▶ Instructions for the task
Print out the entire listing verbatim.

• • • •

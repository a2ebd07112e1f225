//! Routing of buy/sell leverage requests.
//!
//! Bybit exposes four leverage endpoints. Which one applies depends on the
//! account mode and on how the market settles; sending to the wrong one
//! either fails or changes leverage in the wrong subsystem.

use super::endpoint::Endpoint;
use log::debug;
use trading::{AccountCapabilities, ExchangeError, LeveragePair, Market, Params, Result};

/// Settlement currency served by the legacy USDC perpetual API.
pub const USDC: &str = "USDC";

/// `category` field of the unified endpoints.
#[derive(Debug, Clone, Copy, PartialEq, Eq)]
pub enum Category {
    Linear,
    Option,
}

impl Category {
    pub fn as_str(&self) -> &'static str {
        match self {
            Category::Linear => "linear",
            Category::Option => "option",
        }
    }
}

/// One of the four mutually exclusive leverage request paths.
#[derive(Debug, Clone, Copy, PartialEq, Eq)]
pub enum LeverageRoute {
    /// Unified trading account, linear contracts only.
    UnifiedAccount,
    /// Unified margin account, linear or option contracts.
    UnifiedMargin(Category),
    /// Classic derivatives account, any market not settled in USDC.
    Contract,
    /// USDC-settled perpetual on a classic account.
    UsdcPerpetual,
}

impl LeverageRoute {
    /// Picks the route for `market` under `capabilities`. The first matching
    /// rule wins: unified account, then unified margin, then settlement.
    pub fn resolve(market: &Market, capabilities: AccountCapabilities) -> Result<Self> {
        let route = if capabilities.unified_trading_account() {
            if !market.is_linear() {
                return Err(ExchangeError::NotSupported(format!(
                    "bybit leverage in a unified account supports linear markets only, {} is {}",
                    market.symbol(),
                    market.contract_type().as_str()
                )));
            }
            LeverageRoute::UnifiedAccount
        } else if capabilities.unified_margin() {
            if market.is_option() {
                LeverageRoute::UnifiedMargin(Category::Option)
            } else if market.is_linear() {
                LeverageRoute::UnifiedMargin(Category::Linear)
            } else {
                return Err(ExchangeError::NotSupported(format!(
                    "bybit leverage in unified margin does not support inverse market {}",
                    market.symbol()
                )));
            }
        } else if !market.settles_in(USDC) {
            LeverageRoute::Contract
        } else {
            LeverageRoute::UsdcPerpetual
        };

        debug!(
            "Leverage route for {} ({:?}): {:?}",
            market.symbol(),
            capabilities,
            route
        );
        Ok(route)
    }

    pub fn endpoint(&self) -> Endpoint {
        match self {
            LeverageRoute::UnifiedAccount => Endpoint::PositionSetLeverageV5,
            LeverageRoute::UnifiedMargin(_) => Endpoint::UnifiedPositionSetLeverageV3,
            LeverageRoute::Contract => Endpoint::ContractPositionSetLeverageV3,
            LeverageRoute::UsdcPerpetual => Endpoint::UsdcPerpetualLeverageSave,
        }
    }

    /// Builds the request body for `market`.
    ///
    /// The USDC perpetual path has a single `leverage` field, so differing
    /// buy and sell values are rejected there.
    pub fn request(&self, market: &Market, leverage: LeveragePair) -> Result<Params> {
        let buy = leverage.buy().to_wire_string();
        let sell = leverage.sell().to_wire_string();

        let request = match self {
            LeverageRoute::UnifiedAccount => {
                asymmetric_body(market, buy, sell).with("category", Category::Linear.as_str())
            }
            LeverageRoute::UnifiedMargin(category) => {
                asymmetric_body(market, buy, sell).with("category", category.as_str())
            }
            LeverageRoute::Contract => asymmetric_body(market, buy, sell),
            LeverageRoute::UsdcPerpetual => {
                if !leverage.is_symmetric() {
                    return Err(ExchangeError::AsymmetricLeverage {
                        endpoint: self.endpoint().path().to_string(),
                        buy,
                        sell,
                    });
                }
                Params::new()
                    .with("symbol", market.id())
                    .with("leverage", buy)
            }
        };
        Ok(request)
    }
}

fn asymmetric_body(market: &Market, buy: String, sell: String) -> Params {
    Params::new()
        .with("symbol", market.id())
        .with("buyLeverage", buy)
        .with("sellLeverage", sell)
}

• • • •

▶ Finished task
repository a2ebd07112e1f225
//! Routing of buy/sell leverage requests.
//!
//! Bybit exposes four leverage endpoints. Which one applies depends on the
//! account mode and on how the market settles; sending to the wrong one
//! either fails or changes leverage in the wrong subsystem.

use super::endpoint::Endpoint;
use log::debug;
use trading::{AccountCapabilities, ExchangeError, LeveragePair, Market, Params, Result};

/// Settlement currency served by the legacy USDC perpetual API.
pub const USDC: &str = "USDC";

/// `category` field of the unified endpoints.
#[derive(Debug, Clone, Copy, PartialEq, Eq)]
pub enum Category {
    Linear,
    Option,
}

impl Category {
    pub fn as_str(&self) -> &'static str {
        match self {
            Category::Linear => "linear",
            Category::Option => "option",
        }
    }
}

/// One of the four mutually exclusive leverage request paths.
#[derive(Debug, Clone, Copy, PartialEq, Eq)]
pub enum LeverageRoute {
    /// Unified trading account, linear contracts only.
    UnifiedAccount,
    /// Unified margin account, linear or option contracts.
    UnifiedMargin(Category),
    /// Classic derivatives account, any market not settled in USDC.
    Contract,
    /// USDC-settled perpetual on a classic account.
    UsdcPerpetual,
}

impl LeverageRoute {
    /// Picks the route for `market` under `capabilities`. The first matching
    /// rule wins: unified account, then unified margin, then settlement.
    pub fn resolve(market: &Market, capabilities: AccountCapabilities) -> Result<Self> {
        let route = if capabilities.unified_trading_account() {
            if !market.is_linear() {
                return Err(ExchangeError::NotSupported(format!(
                    "bybit leverage in a unified account supports linear markets only, {} is {}",
                    market.symbol(),
                    market.contract_type().as_str()
                )));
            }
            LeverageRoute::UnifiedAccount
        } else if capabilities.unified_margin() {
            if market.is_option() {
                LeverageRoute::UnifiedMargin(Category::Option)
            } else if market.is_linear() {
                LeverageRoute::UnifiedMargin(Category::Linear)
            } else {
                return Err(ExchangeError::NotSupported(format!(
                    "bybit leverage in unified margin does not support inverse market {}",
                    market.symbol()
                )));
            }
        } else if !market.settles_in(USDC) {
            LeverageRoute::Contract
        } else {
            LeverageRoute::UsdcPerpetual
        };

        debug!(
            "Leverage route for {} ({:?}): {:?}",
            market.symbol(),
            capabilities,
            route
        );
        Ok(route)
    }

    pub fn endpoint(&self) -> Endpoint {
        match self {
            LeverageRoute::UnifiedAccount => Endpoint::PositionSetLeverageV5,
            LeverageRoute::UnifiedMargin(_) => Endpoint::UnifiedPositionSetLeverageV3,
            LeverageRoute::Contract => Endpoint::ContractPositionSetLeverageV3,
            LeverageRoute::UsdcPerpetual => Endpoint::UsdcPerpetualLeverageSave,
        }
    }

    /// Builds the request body for `market`.
    ///
    /// The USDC perpetual path has a single `leverage` field, so differing
    /// buy and sell values are rejected there.
    pub fn request(&self, market: &Market, leverage: LeveragePair) -> Result<Params> {
        let buy = leverage.buy().to_wire_string();
        let sell = leverage.sell().to_wire_string();

        let request = match self {
            LeverageRoute::UnifiedAccount => {
                asymmetric_body(market, buy, sell).with("category", Category::Linear.as_str())
            }
            LeverageRoute::UnifiedMargin(category) => {
                asymmetric_body(market, buy, sell).with("category", category.as_str())
            }
            LeverageRoute::Contract => asymmetric_body(market, buy, sell),
            LeverageRoute::UsdcPerpetual => {
                if !leverage.is_symmetric() {
                    return Err(ExchangeError::AsymmetricLeverage {
                        endpoint: self.endpoint().path().to_string(),
                        buy,
                        sell,
                    });
                }
                Params::new()
                    .with("symbol", market.id())
                    .with("leverage", buy)
            }
        };
        Ok(request)
    }
}

fn asymmetric_body(market: &Market, buy: String, sell: String) -> Params {
    Params::new()
        .with("symbol", market.id())
        .with("buyLeverage", buy)
        .with("sellLeverage", sell)
}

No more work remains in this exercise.